Of course, the journey starts with a patent (singular). If you can get a patent you can get more, assuming you have a well drafted patent application that appropriately describes your invention in its full glory with discussion of alternatives and variations.

With all this in mind, let’s talk about getting a patent (singular). There may be instances where getting some patent protection quickly could be beneficial. That will not necessarily be the right strategy for everyone, so it is probably wise to consult a patent practitioner and/or an inventor coach who can help you plot and navigate the right strategy for your invention and business objectives.

There are several strategies for obtaining a patent in a relatively short period of time.
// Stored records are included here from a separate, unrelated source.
use std::collections::HashSet;

use chrono::{Datelike, Days, NaiveDate, Weekday};
use tracing::info;
use ulid::Ulid;

use crate::limits::*;
use crate::model::*;

use super::conflict::{require_admin, validate_note, validate_range, validate_span};
use super::{Engine, EngineError};

impl Engine {
    /// New curated slots start LOCKED, invisible to clients.
    pub async fn create_slot(
        &self,
        actor: &Actor,
        id: Ulid,
        date: NaiveDate,
        span: Span,
        note: Option<String>,
    ) -> Result<Slot, EngineError> {
        require_admin(actor)?;
        validate_span(&span)?;
        validate_note(note.as_deref())?;

        let guard = self.write().await;
        if guard.slot_count() >= MAX_SLOTS_PER_TENANT {
            return Err(EngineError::LimitExceeded("too many slots"));
        }
        if guard.slot(&id).is_some() {
            return Err(EngineError::AlreadyExists(id));
        }
        if let Some(existing) = guard.slot_at(date, span.start) {
            return Err(EngineError::AlreadyExists(existing.id));
        }

        let slot = Slot { id, date, span, status: SlotStatus::Locked, assigned_user: None, note };
        self.commit(guard, vec![Event::SlotCreated { slot: slot.clone() }]).await?;
        Ok(slot)
    }

    /// Admin moves along the slot state machine. RESERVED and CANCELLED are
    /// entered only through bookings and cancellations.
    pub async fn update_slot_status(
        &self,
        actor: &Actor,
        id: Ulid,
        status: SlotStatus,
    ) -> Result<Slot, EngineError> {
        require_admin(actor)?;
        if matches!(status, SlotStatus::Reserved | SlotStatus::Cancelled) {
            return Err(EngineError::InvalidTransition(format!(
                "{status} is set by reservations, not directly"
            )));
        }

        let guard = self.write().await;
        let mut slot = guard.slot(&id).ok_or(EngineError::NotFound(id))?.clone();
        if slot.status == status {
            return Ok(slot);
        }
        if !slot.status.can_transition_to(status) {
            return Err(EngineError::InvalidTransition(format!("{} -> {status}", slot.status)));
        }

        let event = Event::SlotStatusChanged { id, status, assigned_user: None };
        self.commit(guard, vec![event]).await?;
        info!("slot {id} {} -> {status}", slot.status);
        slot.status = status;
        slot.assigned_user = None;
        Ok(slot)
    }

    pub async fn delete_slot(&self, actor: &Actor, id: Ulid) -> Result<(), EngineError> {
        require_admin(actor)?;
        let guard = self.write().await;
        let slot = guard.slot(&id).ok_or(EngineError::NotFound(id))?;
        if !slot.status.is_deletable() {
            return Err(EngineError::InvalidTransition(format!(
                "cannot delete a {} slot",
                slot.status
            )));
        }
        self.commit(guard, vec![Event::SlotDeleted { id }]).await
    }

    /// Curated slots with `from <= date <= to`, ordered by (date, start).
    pub async fn slots_in_range(
        &self,
        actor: &Actor,
        from: NaiveDate,
        to: NaiveDate,
    ) -> Result<Vec<Slot>, EngineError> {
        require_admin(actor)?;
        validate_range(from, to)?;
        let guard = self.read().await;
        Ok(guard.slots_between(from, to).cloned().collect())
    }

    /// Stamp a weekly template onto the week starting `monday`.
    ///
    /// Entries whose (date, start) already holds a slot are skipped. All new
    /// slots land in one commit, LOCKED.
    pub async fn apply_week_template(
        &self,
        actor: &Actor,
        monday: NaiveDate,
        template: &[SlotTemplate],
    ) -> Result<Vec<Slot>, EngineError> {
        require_admin(actor)?;
        if monday.weekday() != Weekday::Mon {
            return Err(EngineError::Validation(format!("{monday} is not a Monday")));
        }
        if template.len() > MAX_TEMPLATE_ENTRIES {
            return Err(EngineError::LimitExceeded("too many template entries"));
        }
        for entry in template {
            validate_span(&entry.span)?;
        }

        let guard = self.write().await;
        let mut taken: HashSet<(NaiveDate, chrono::NaiveTime)> = HashSet::new();
        let mut created = Vec::new();
        for entry in template {
            let offset = u64::from(entry.weekday.num_days_from_monday());
            let date = monday + Days::new(offset);
            if guard.slot_at(date, entry.span.start).is_some() || !taken.insert((date, entry.span.start)) {
                continue;
            }
            created.push(Slot {
                id: Ulid::new(),
                date,
                span: entry.span,
                status: SlotStatus::Locked,
                assigned_user: None,
                note: None,
            });
        }
        if guard.slot_count() + created.len() > MAX_SLOTS_PER_TENANT {
            return Err(EngineError::LimitExceeded("too many slots"));
        }

        let events = created
            .iter()
            .map(|slot| Event::SlotCreated { slot: slot.clone() })
            .collect();
        self.commit(guard, events).await?;
        info!("template applied to week of {monday}: {} slots created", created.len());
        created.sort_by_key(|s| (s.date, s.span.start));
        Ok(created)
    }
}
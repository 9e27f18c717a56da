//! Logging pipeline
//!
//! Formatter (template or JSON, timezone-aware), console + size-rotating
//! file handlers, and an optional queue/listener bridge that decouples
//! producer threads from handler I/O.

pub mod config;
pub mod format;
pub mod pipeline;
pub mod rotate;

pub use config::{Level, LoggingConfig};
pub use format::{Formatter, LogRecord};
pub use pipeline::{Logger, LoggingPipeline};
pub use rotate::RotatingFileWriter;
//! Typed view of the `logging` namespace of a merged configuration tree

use crate::error::{Error, Result};
use serde::Deserialize;
use std::collections::BTreeSet;
use std::fmt;
use std::path::PathBuf;
use std::str::FromStr;

/// Default line template. Placeholders: `{timestamp}`, `{level}`,
/// `{logger}`, `{message}`.
pub const DEFAULT_FORMAT: &str = "[{timestamp}] [{level}] [{logger}] {message}";

const DEFAULT_MAX_BYTES: u64 = 10 * 1024 * 1024;

/// Ordered log severity.
#[derive(Debug, Clone, Copy, PartialEq, Eq, PartialOrd, Ord, Hash)]
pub enum Level {
    Trace,
    Debug,
    Info,
    Warn,
    Error,
    Fatal,
}

impl Level {
    pub fn as_str(self) -> &'static str {
        match self {
            Level::Trace => "TRACE",
            Level::Debug => "DEBUG",
            Level::Info => "INFO",
            Level::Warn => "WARN",
            Level::Error => "ERROR",
            Level::Fatal => "FATAL",
        }
    }
}

impl fmt::Display for Level {
    fn fmt(&self, f: &mut fmt::Formatter<'_>) -> fmt::Result {
        f.write_str(self.as_str())
    }
}

impl FromStr for Level {
    type Err = String;

    fn from_str(s: &str) -> std::result::Result<Self, Self::Err> {
        match s.to_ascii_uppercase().as_str() {
            "TRACE" => Ok(Level::Trace),
            "DEBUG" => Ok(Level::Debug),
            "INFO" => Ok(Level::Info),
            "WARN" | "WARNING" => Ok(Level::Warn),
            "ERROR" => Ok(Level::Error),
            "FATAL" | "CRITICAL" => Ok(Level::Fatal),
            other => Err(format!("unknown log level '{other}'")),
        }
    }
}

impl<'de> Deserialize<'de> for Level {
    fn deserialize<D>(deserializer: D) -> std::result::Result<Self, D::Error>
    where
        D: serde::Deserializer<'de>,
    {
        let s = String::deserialize(deserializer)?;
        s.parse().map_err(serde::de::Error::custom)
    }
}

/// Logging settings with documented defaults for every field.
#[derive(Debug, Clone, Deserialize)]
#[serde(default)]
pub struct LoggingConfig {
    /// Directory holding the rotating log file. Created on configure.
    pub log_dir: PathBuf,
    /// File name prefix: the log file is `{app_name}_{timestamp}.log`.
    pub app_name: String,
    /// Minimum severity emitted by non-excluded loggers.
    pub level: Level,
    /// Line template; ignored when `json_logs` is set.
    pub format: String,
    /// Rotation threshold in megabytes; wins over `max_bytes` when both
    /// are present.
    pub max_megabytes: Option<u64>,
    /// Rotation threshold in bytes.
    pub max_bytes: Option<u64>,
    /// Number of rotated files retained beyond the current one.
    pub backup_count: u32,
    /// Literal date segment for the file name; derived from today's date in
    /// the configured timezone when absent.
    pub timestamp: Option<String>,
    /// Emit one JSON object per record instead of the line template.
    pub json_logs: bool,
    /// IANA zone name used to render timestamps; unknown names fall back
    /// to UTC.
    pub timezone: String,
    /// Route records through an unbounded queue drained by a single
    /// background listener.
    pub async_logging: bool,
    /// Logger names (subtrees) clamped to WARN with propagation disabled.
    pub exclude_loggers: BTreeSet<String>,
}

impl Default for LoggingConfig {
    fn default() -> Self {
        Self {
            log_dir: PathBuf::from("./log"),
            app_name: "app".to_string(),
            level: Level::Info,
            format: DEFAULT_FORMAT.to_string(),
            max_megabytes: None,
            max_bytes: None,
            backup_count: 5,
            timestamp: None,
            json_logs: false,
            timezone: "UTC".to_string(),
            async_logging: false,
            exclude_loggers: BTreeSet::new(),
        }
    }
}

impl LoggingConfig {
    /// Extract and validate the `logging` section of a merged tree.
    /// A missing or empty section yields the defaults.
    pub fn from_value(root: &serde_yaml::Value) -> Result<Self> {
        let cfg = match root.get("logging") {
            None | Some(serde_yaml::Value::Null) => Self::default(),
            Some(section) => serde_yaml::from_value(section.clone())
                .map_err(|e| Error::InvalidConfig(e.to_string()))?,
        };
        cfg.validate()?;
        Ok(cfg)
    }

    /// Effective rotation threshold in bytes.
    pub fn rotation_threshold(&self) -> u64 {
        match (self.max_megabytes, self.max_bytes) {
            (Some(mb), _) => mb * 1024 * 1024,
            (None, Some(bytes)) => bytes,
            (None, None) => DEFAULT_MAX_BYTES,
        }
    }

    fn validate(&self) -> Result<()> {
        if self.rotation_threshold() == 0 {
            return Err(Error::InvalidConfig(
                "rotation threshold must be positive".to_string(),
            ));
        }
        Ok(())
    }
}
Patent Strategy #1: Helping examiners go out of order

First, you can file a patent application, but with the average pendency in the USPTO being well over 2 years (much higher for some inventions) you need to have a prosecution strategy that is calculated to lead to easy, quick issuance. While the original disclosure needs to be sufficient to support the entire invention, there is no need to file a large number of claims in the original application. Filing a small number of claims, even exceptionally narrow claims, can significantly increase the likelihood that an examiner will quickly address an application. Patent examiners are supposed to take applications in the order in which they are received, but that doesn’t always happen when a patent examiner is looking to find applications toward the end of a reporting quarter in order to make sure they make their work production quota. So a small number of narrow claims can make for an attractive application for a time pressed examiner to pick up next.

Patent Strategy #2: Learn from early interviews

Second, patent examiners are also allowed credit for conducting an interview prior to undertaking work on a First Office Action on the Merits. Approaching the patent examiner and offering to discuss the invention prior to a Action on the Merits can pay dividends. Generally you don’t want to rush to get a first action allowance because if you do that inevitably means you could have gotten broader claim coverage, but if you are willing to take what you can get quickly and then circle back for broader claims with a continuation this strategy, filing very narrow claims can certainly work. To successfully pull this off you should file a small number of very well written, narrow claims. During your conversation with the patent examiner in that early interview you ask the examiner to hold off on an Office Action until you file amended claims that take into account the substance of the interview. That set of claims you file should address any concern raised by the examiner and will hopefully get you an allowance, or much closer to one.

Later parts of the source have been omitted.